Required action: From the line with "Runs the loop" through the line with "object does not", inclusive, return each line of the data below exactly and leave the rest out.

++++ Source material

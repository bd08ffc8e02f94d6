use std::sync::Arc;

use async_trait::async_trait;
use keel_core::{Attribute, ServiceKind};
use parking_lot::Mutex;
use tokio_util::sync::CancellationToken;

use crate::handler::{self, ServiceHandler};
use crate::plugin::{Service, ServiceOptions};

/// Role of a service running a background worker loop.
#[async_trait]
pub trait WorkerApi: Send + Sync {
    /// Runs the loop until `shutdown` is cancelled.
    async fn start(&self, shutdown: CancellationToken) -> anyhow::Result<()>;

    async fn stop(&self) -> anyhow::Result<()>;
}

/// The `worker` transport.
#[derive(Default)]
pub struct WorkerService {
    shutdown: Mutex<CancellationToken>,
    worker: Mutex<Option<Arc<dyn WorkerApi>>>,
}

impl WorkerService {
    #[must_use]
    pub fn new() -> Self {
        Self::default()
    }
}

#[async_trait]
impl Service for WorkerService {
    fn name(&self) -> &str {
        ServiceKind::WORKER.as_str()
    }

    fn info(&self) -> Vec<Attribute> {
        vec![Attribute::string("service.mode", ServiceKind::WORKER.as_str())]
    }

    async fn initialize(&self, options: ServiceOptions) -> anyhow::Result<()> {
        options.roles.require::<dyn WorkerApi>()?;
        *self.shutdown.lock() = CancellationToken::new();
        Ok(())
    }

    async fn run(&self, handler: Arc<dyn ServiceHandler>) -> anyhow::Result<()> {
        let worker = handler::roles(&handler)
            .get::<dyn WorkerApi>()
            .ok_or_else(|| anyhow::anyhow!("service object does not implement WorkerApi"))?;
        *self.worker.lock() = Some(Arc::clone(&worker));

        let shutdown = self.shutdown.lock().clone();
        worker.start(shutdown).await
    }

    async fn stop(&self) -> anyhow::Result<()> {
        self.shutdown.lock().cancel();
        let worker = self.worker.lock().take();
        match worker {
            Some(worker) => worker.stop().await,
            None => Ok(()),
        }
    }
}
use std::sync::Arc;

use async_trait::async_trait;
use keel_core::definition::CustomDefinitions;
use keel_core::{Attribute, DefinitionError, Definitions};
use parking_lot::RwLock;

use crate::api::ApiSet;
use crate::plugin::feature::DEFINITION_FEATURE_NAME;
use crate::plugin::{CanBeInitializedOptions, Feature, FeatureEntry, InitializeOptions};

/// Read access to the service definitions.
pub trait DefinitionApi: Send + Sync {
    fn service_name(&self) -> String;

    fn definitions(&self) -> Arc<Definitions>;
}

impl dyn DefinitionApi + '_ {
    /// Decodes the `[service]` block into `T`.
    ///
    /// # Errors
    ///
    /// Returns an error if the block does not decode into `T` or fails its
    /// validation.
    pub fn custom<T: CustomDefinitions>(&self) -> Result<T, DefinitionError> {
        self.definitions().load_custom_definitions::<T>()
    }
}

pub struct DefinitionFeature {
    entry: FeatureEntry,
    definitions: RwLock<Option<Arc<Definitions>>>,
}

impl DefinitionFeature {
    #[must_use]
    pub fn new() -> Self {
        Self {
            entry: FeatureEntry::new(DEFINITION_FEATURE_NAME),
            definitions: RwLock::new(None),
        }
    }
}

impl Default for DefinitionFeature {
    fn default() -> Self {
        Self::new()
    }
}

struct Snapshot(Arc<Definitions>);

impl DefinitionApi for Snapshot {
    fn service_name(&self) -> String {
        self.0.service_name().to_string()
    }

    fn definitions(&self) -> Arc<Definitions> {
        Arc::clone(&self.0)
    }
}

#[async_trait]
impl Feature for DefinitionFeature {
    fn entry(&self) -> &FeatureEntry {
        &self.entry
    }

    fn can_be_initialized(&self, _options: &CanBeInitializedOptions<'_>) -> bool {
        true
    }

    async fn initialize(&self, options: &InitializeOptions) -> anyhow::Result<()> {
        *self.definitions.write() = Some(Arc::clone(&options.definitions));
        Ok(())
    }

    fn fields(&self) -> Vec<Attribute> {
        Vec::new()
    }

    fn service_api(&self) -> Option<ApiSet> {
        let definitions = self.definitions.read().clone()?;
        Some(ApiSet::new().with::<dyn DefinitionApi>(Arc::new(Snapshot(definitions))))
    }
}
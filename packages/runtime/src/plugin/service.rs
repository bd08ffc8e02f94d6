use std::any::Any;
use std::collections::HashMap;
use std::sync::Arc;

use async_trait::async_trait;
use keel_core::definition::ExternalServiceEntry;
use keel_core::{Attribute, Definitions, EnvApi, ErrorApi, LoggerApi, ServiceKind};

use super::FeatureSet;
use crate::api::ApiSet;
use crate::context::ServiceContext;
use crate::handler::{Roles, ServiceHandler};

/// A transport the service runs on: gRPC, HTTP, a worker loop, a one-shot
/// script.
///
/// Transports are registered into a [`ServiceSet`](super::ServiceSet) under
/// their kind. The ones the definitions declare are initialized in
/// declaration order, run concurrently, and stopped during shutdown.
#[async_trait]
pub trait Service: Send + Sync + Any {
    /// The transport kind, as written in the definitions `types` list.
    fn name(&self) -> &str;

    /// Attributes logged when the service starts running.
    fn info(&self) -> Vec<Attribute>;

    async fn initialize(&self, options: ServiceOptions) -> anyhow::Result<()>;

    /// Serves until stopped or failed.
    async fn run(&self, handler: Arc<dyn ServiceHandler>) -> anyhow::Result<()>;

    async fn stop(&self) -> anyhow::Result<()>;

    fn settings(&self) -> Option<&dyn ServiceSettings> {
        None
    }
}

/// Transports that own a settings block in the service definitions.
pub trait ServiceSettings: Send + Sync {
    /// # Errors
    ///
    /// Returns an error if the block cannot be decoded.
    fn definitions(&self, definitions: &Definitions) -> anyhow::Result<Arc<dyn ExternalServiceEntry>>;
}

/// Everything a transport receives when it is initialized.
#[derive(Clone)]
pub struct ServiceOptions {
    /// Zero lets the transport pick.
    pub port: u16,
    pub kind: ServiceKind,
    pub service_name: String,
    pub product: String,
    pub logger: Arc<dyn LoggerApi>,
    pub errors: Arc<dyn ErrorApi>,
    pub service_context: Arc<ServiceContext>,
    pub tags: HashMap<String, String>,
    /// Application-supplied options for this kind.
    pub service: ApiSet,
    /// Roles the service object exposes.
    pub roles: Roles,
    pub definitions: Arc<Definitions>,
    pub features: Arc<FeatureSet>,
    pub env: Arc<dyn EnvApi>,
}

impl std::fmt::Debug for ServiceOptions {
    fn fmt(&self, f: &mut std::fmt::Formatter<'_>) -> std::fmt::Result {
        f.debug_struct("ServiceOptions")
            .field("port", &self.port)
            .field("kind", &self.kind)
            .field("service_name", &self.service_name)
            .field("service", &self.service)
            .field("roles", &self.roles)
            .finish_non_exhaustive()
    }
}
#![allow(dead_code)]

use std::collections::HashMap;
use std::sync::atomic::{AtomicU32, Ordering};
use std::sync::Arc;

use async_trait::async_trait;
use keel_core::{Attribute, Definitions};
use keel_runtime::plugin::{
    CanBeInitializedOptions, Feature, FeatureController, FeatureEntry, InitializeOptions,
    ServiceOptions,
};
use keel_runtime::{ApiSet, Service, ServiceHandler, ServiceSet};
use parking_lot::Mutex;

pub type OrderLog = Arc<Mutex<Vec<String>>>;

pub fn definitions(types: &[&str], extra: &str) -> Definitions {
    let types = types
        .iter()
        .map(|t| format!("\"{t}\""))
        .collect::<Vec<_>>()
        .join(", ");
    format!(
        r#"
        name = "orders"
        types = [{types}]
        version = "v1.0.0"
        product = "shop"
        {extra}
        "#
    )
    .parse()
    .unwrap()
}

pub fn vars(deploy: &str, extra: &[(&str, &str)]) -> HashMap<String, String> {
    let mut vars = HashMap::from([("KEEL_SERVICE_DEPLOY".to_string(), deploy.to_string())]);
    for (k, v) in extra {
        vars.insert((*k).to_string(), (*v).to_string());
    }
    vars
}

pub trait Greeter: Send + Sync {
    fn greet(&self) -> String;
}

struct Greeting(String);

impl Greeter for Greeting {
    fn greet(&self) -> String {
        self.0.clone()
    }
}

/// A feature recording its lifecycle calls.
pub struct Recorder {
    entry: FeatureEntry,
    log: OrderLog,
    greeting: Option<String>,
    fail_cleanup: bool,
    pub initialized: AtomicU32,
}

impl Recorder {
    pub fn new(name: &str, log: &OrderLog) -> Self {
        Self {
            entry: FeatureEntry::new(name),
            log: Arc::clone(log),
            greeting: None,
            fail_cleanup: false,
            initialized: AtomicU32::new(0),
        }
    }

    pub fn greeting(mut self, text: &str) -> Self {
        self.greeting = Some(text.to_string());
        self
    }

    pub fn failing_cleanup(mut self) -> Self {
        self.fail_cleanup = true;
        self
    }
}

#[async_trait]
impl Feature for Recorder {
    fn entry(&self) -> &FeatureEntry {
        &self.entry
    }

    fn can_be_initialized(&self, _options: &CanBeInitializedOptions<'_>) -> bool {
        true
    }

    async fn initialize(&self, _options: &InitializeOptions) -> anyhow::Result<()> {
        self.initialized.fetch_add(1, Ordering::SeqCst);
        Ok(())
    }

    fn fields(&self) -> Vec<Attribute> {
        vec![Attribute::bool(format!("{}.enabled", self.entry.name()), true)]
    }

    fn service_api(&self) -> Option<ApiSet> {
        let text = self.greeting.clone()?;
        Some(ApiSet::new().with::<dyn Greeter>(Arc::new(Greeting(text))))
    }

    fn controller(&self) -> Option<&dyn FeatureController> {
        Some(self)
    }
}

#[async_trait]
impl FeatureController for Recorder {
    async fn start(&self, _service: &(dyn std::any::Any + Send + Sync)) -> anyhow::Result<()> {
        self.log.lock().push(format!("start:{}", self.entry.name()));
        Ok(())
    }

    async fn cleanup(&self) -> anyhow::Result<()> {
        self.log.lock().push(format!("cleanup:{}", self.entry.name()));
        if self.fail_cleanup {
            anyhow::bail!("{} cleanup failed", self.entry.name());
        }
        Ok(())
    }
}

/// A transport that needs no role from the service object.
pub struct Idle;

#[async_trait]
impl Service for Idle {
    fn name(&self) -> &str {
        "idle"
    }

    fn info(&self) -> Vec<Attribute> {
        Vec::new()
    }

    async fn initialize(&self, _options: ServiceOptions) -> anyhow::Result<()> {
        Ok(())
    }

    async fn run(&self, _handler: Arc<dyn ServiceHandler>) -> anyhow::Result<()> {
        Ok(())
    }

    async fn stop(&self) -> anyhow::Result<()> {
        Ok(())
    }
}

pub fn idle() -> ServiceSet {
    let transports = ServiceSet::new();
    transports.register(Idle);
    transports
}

++++++++

Response to the task:
    /// Runs the loop until `shutdown` is cancelled.
    async fn start(&self, shutdown: CancellationToken) -> anyhow::Result<()>;

    async fn stop(&self) -> anyhow::Result<()>;
}

/// The `worker` transport.
#[derive(Default)]
pub struct WorkerService {
    shutdown: Mutex<CancellationToken>,
    worker: Mutex<Option<Arc<dyn WorkerApi>>>,
}

impl WorkerService {
    #[must_use]
    pub fn new() -> Self {
        Self::default()
    }
}

#[async_trait]
impl Service for WorkerService {
    fn name(&self) -> &str {
        ServiceKind::WORKER.as_str()
    }

    fn info(&self) -> Vec<Attribute> {
        vec![Attribute::string("service.mode", ServiceKind::WORKER.as_str())]
    }

    async fn initialize(&self, options: ServiceOptions) -> anyhow::Result<()> {
        options.roles.require::<dyn WorkerApi>()?;
        *self.shutdown.lock() = CancellationToken::new();
        Ok(())
    }

    async fn run(&self, handler: Arc<dyn ServiceHandler>) -> anyhow::Result<()> {
        let worker = handler::roles(&handler)
            .get::<dyn WorkerApi>()
            .ok_or_else(|| anyhow::anyhow!("service object does not implement WorkerApi"))?;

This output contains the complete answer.